Thank you very much for listening, and I appreciate your patience.

[Question] You separate the uranium from the thorium by the volatility. What happens to the protactinium?

[Answer] In that configuration, the protactinium doesn’t come out of the blanket until it decays to uranium-233.

[Question] So it stays in there even though it may get irradiated by more neutrons?[Answer] Yeah, one of the ways to mitigate that issue is to use a larger blanket inventory, so that the average flux that any particular amount of blanket material sees is drastically reduced. It’s pretty cheap to add more blanket fuel or even to have an external holdup of blanket fuel. That’s one way to really reduce the otherwise the losses that you would have by having a lot of flux, and that’s something you can do in molten-salt reactors, you can’t do in solid fuel reactors. You know you can reduce the realistic flux that a blanket fuel element will actually see over its lifetime.

[Question] For a private company like yours, the funding is probably a problem. Can you comment about the funding of your program?

[Answer] Yeah, we have been entirely privately funded; we’ve been incorporated now for 2 1/2 years. We have a variety of different investors in our company thus far, and are working to procure contracts that are going to allow us to go forward on this work, so small but going forward.

[Question] In America in particular, we have a nuclear regulatory agency that is sort of like a certain football coach that said that winning isn’t everything, it’s the only thing, but the NRC acts as though safety isn’t everything, it’s the only thing. Are you making any headway in making changes, and if so, what changes, what hurdles do you have in this area? And what changes would you like to see in order to make it practically feasible to get underway building things?

[Answer] A great question. We are making headway with the NRC. We have reached out to them, and they have assigned us a case number for our development activities, also made it clear that further interactions will be billed at the going rate of about $270 an hour. So it is not an inexpensive thing to begin to engage with the NRC. That being said, through informal contacts with a number of NRC personnel, they have indicated a great deal of optimism. They, you know talking to some of them privately, they’ve said you know this looks really safe.
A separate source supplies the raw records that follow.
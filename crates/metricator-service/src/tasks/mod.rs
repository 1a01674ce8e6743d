//! Fans a metrics request out into independent jobs and tracks them as one group.
//!
//! The request/response model works like this:
//! - [`TaskCoordinator::dispatch`] reads the cached dataset once, spawns one job per requested
//!   metric on the cpu runtime, and immediately returns a [`GroupId`].
//! - That [`GroupId`] can later be polled using [`status`](TaskCoordinator::status), or
//!   [`wait_for_status`](TaskCoordinator::wait_for_status) with a timeout.
//! - Once every job is done, the group stays pollable for the configured poll window and is then
//!   dropped by [`evict_expired`](TaskCoordinator::evict_expired).

use std::collections::BTreeMap;
use std::fmt;
use std::sync::atomic::{AtomicUsize, Ordering};
use std::sync::{Arc, Mutex, PoisonError};
use std::time::Duration;

use sentry::SentryFutureExt;
use tokio::sync::watch;
use tokio::time::Instant;

use crate::compute::{ComputeError, Dataset, MetricRegistry, MetricValue};
use crate::config::TasksConfig;
use crate::refresh::{Lookup, RefreshService};
use crate::utils::futures::CallOnDrop;

mod types;

pub use types::{DispatchError, GroupId, GroupStatus, JobState, MetricResult, StatusError};

/// Progress of one metric job, published by the job itself.
#[derive(Debug, Clone)]
enum JobProgress {
    Pending,
    Running,
    Done(Result<MetricValue, ComputeError>),
}

struct MetricJob {
    name: String,
    progress: watch::Receiver<JobProgress>,
}

impl MetricJob {
    fn state(&self) -> JobState {
        match &*self.progress.borrow() {
            JobProgress::Done(Ok(_)) => JobState::Succeeded,
            JobProgress::Done(Err(_)) => JobState::Failed,
            // the job went away without reporting a result
            _ if self.progress.has_changed().is_err() => JobState::Failed,
            JobProgress::Pending => JobState::Pending,
            JobProgress::Running => JobState::Running,
        }
    }

    fn outcome(&self) -> Result<MetricValue, ComputeError> {
        match &*self.progress.borrow() {
            JobProgress::Done(result) => result.clone(),
            _ => Err(ComputeError::Aborted),
        }
    }
}

/// Completion bookkeeping shared by the jobs of one group.
struct GroupProgress {
    remaining: AtomicUsize,
    /// Set once the last job finished.
    completed_at: watch::Sender<Option<Instant>>,
}

impl GroupProgress {
    /// Marks one job as done. The last one completes the group and frees its slot.
    fn job_finished(&self, current_groups: &AtomicUsize) {
        if self.remaining.fetch_sub(1, Ordering::AcqRel) == 1 {
            self.completed_at.send_replace(Some(Instant::now()));
            current_groups.fetch_sub(1, Ordering::Relaxed);
            metric!(counter("tasks.group.completed") += 1);
        }
    }
}

struct TaskGroup {
    created_at: Instant,
    jobs: Vec<MetricJob>,
    completed_at: watch::Receiver<Option<Instant>>,
}

impl TaskGroup {
    fn completed_at(&self) -> Option<Instant> {
        *self.completed_at.borrow()
    }

    fn status(&self) -> GroupStatus {
        if self.completed_at().is_none() {
            return GroupStatus::Pending;
        }
        GroupStatus::Completed(
            self.jobs
                .iter()
                .map(|job| MetricResult {
                    name: job.name.clone(),
                    outcome: job.outcome(),
                })
                .collect(),
        )
    }
}

type GroupMap = Arc<Mutex<BTreeMap<GroupId, TaskGroup>>>;

/// Dispatches metric jobs and answers status queries by group.
#[derive(Clone)]
pub struct TaskCoordinator {
    inner: Arc<CoordinatorInner>,
}

struct CoordinatorInner {
    refresh: RefreshService,
    registry: Arc<MetricRegistry>,
    dataset_key: String,
    cpu_pool: tokio::runtime::Handle,
    groups: GroupMap,
    max_concurrent_groups: Option<usize>,
    current_groups: Arc<AtomicUsize>,
    poll_window: Duration,
    taskmon: tokio_metrics::TaskMonitor,
}

impl fmt::Debug for TaskCoordinator {
    fn fmt(&self, f: &mut fmt::Formatter<'_>) -> fmt::Result {
        let groups = self.inner.groups.try_lock().map(|g| g.len()).unwrap_or_default();
        f.debug_struct("TaskCoordinator")
            .field("dataset_key", &self.inner.dataset_key)
            .field("registry", &self.inner.registry)
            .field("groups", &groups)
            .field("current_groups", &self.inner.current_groups.load(Ordering::Relaxed))
            .finish()
    }
}

impl TaskCoordinator {
    pub fn new(
        refresh: RefreshService,
        registry: MetricRegistry,
        dataset_key: String,
        cpu_pool: tokio::runtime::Handle,
        config: &TasksConfig,
    ) -> Self {
        Self {
            inner: Arc::new(CoordinatorInner {
                refresh,
                registry: Arc::new(registry),
                dataset_key,
                cpu_pool,
                groups: Arc::new(Mutex::new(BTreeMap::new())),
                max_concurrent_groups: config.max_concurrent_groups,
                current_groups: Arc::new(AtomicUsize::new(0)),
                poll_window: config.poll_window,
                taskmon: tokio_metrics::TaskMonitor::new(),
            }),
        }
    }

    /// The monitor all metric jobs are instrumented with.
    pub fn task_monitor(&self) -> &tokio_metrics::TaskMonitor {
        &self.inner.taskmon
    }

    pub fn registry(&self) -> &MetricRegistry {
        &self.inner.registry
    }

    fn groups(&self) -> std::sync::MutexGuard<'_, BTreeMap<GroupId, TaskGroup>> {
        self.inner.groups.lock().unwrap_or_else(PoisonError::into_inner)
    }

    /// Starts one job per name over the cached dataset.
    ///
    /// Fails without creating any job if `names` is empty, the dataset is not cached (a refresh
    /// is started in that case), the cache cannot be read, or too many groups are running.
    pub async fn dispatch(&self, names: Vec<String>) -> Result<GroupId, DispatchError> {
        if names.is_empty() {
            return Err(DispatchError::InvalidArgument(
                "no metrics provided".into(),
            ));
        }

        let dataset = match self
            .inner
            .refresh
            .get_or_refresh::<Dataset>(&self.inner.dataset_key)
            .await?
        {
            Lookup::Ready(dataset) => Arc::new(dataset),
            Lookup::Pending => {
                metric!(counter("tasks.group.rejected") += 1, "reason" => "data_unavailable");
                return Err(DispatchError::DataUnavailable);
            }
        };

        let current_groups = Arc::clone(&self.inner.current_groups);
        let num_groups = current_groups.fetch_add(1, Ordering::Relaxed);
        metric!(gauge("tasks.group.in_flight") = num_groups as u64);
        if let Some(max_concurrent_groups) = self.inner.max_concurrent_groups {
            if num_groups >= max_concurrent_groups {
                current_groups.fetch_sub(1, Ordering::Relaxed);
                metric!(counter("tasks.group.rejected") += 1, "reason" => "too_many_requests");
                return Err(DispatchError::TooManyRequests);
            }
        }

        let group_id = GroupId::random();
        let (completed_tx, completed_rx) = watch::channel(None);
        let progress = Arc::new(GroupProgress {
            remaining: AtomicUsize::new(names.len()),
            completed_at: completed_tx,
        });

        let mut jobs = Vec::with_capacity(names.len());
        let mut senders = Vec::with_capacity(names.len());
        for name in names {
            let (tx, rx) = watch::channel(JobProgress::Pending);
            jobs.push(MetricJob {
                name: name.clone(),
                progress: rx,
            });
            senders.push((name, tx));
        }

        // Register the group before any job runs, so it is pollable right away.
        self.groups().insert(
            group_id,
            TaskGroup {
                created_at: Instant::now(),
                jobs,
                completed_at: completed_rx,
            },
        );
        metric!(counter("tasks.group.accepted") += 1);

        for (name, sender) in senders {
            self.spawn_job(
                group_id,
                name,
                sender,
                Arc::clone(&dataset),
                Arc::clone(&progress),
            );
        }

        tracing::debug!(%group_id, "dispatched metric jobs");
        Ok(group_id)
    }

    fn spawn_job(
        &self,
        group_id: GroupId,
        name: String,
        sender: watch::Sender<JobProgress>,
        dataset: Arc<Dataset>,
        progress: Arc<GroupProgress>,
    ) {
        let registry = Arc::clone(&self.inner.registry);
        let current_groups = Arc::clone(&self.inner.current_groups);
        let done_token = CallOnDrop::new(move || progress.job_finished(&current_groups));

        let spawn_time = Instant::now();
        let job = async move {
            let _done_token = done_token; // move into the future
            metric!(timer("tasks.job.first_poll") = spawn_time.elapsed());

            sender.send_replace(JobProgress::Running);
            let result = registry.compute(&name, &dataset);

            match &result {
                Ok(_) => metric!(counter("tasks.job") += 1, "status" => "ok"),
                Err(err) => {
                    tracing::debug!(%group_id, metric = name, error = %err, "metric job failed");
                    metric!(counter("tasks.job") += 1, "status" => err.kind());
                }
            }
            sender.send_replace(JobProgress::Done(result));
        }
        .bind_hub(sentry::Hub::new_from_top(sentry::Hub::current()));

        self.inner.cpu_pool.spawn(self.inner.taskmon.instrument(job));
    }

    /// The aggregate status of a group.
    pub fn status(&self, group_id: GroupId) -> Result<GroupStatus, StatusError> {
        match self.groups().get(&group_id) {
            Some(group) => Ok(group.status()),
            None => {
                metric!(counter("tasks.group.unknown") += 1);
                Err(StatusError::NotFound(group_id))
            }
        }
    }

    /// Like [`status`](Self::status), but waits up to `timeout` for the group to complete.
    pub async fn wait_for_status(
        &self,
        group_id: GroupId,
        timeout: Duration,
    ) -> Result<GroupStatus, StatusError> {
        let completed_at = self
            .groups()
            .get(&group_id)
            .map(|group| group.completed_at.clone());
        let Some(mut completed_at) = completed_at else {
            metric!(counter("tasks.group.unknown") += 1);
            return Err(StatusError::NotFound(group_id));
        };

        // An error means the jobs are all gone, which `status` reports as completed.
        let _ = tokio::time::timeout(timeout, completed_at.wait_for(Option::is_some)).await;
        self.status(group_id)
    }

    /// The state of every job of a group, in request order.
    pub fn job_states(&self, group_id: GroupId) -> Result<Vec<(String, JobState)>, StatusError> {
        let groups = self.groups();
        let group = groups.get(&group_id).ok_or(StatusError::NotFound(group_id))?;
        Ok(group
            .jobs
            .iter()
            .map(|job| (job.name.clone(), job.state()))
            .collect())
    }

    /// Drops completed groups whose poll window has passed. Returns how many were dropped.
    pub fn evict_expired(&self) -> usize {
        let poll_window = self.inner.poll_window;
        let mut groups = self.groups();
        let before = groups.len();
        groups.retain(|_, group| match group.completed_at() {
            Some(completed_at) => {
                let keep = completed_at.elapsed() < poll_window;
                if !keep {
                    metric!(timer("tasks.group.lifetime") = group.created_at.elapsed());
                }
                keep
            }
            None => true,
        });
        let evicted = before - groups.len();
        if evicted > 0 {
            tracing::debug!(evicted, "evicted completed task groups");
        }
        evicted
    }
}

trait ToMaxingI64: TryInto<i64> + Copy {
    fn to_maxing_i64(self) -> i64 {
        self.try_into().unwrap_or(i64::MAX)
    }
}

impl<T: TryInto<i64> + Copy> ToMaxingI64 for T {}

/// Reports the counters of a [`tokio_metrics::TaskMonitor`] interval.
pub fn record_task_metrics(name: &str, metrics: &tokio_metrics::TaskMetrics) {
    metric!(counter("tasks.instrumented_count") += metrics.instrumented_count.to_maxing_i64(), "taskname" => name);
    metric!(counter("tasks.dropped_count") += metrics.dropped_count.to_maxing_i64(), "taskname" => name);
    metric!(counter("tasks.first_poll_count") += metrics.first_poll_count.to_maxing_i64(), "taskname" => name);
    metric!(counter("tasks.total_first_poll_delay") += metrics.total_first_poll_delay.as_millis().to_maxing_i64(), "taskname" => name);
    metric!(counter("tasks.total_idle_duration") += metrics.total_idle_duration.as_millis().to_maxing_i64(), "taskname" => name);
    metric!(counter("tasks.total_scheduled_duration") += metrics.total_scheduled_duration.as_millis().to_maxing_i64(), "taskname" => name);
    metric!(counter("tasks.total_poll_count") += metrics.total_poll_count.to_maxing_i64(), "taskname" => name);
    metric!(counter("tasks.total_poll_duration") += metrics.total_poll_duration.as_millis().to_maxing_i64(), "taskname" => name);
    metric!(counter("tasks.total_slow_poll_count") += metrics.total_slow_poll_count.to_maxing_i64(), "taskname" => name);
}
You guys have have chosen a design that eliminates many of the issues that we are concerned with from the “get-go”, and even though this is very different than a light water reactor, thus far the response from the NRC personnel we’ve talked to has been cautious optimism, and essentially saying, you know, go forward. The NRC is happy to look at anything so long as you pay their billing rate. What they won’t tell you is how long it’s going to take, and I can kind of understand that. Our job is to go and educate them on this design until they feel comfortable enough to issue a license, and that’s fair, and we understand. And, thus, that is the direction we will go. We do realize, though, that this is going to require a lot of education, this is very different than a light water reactor in every way but, sometimes, perhaps, being different isn’t all bad. If you can help them understand why this can achieve a level of safety that perhaps they’ve not been heretofore able to achieve, then.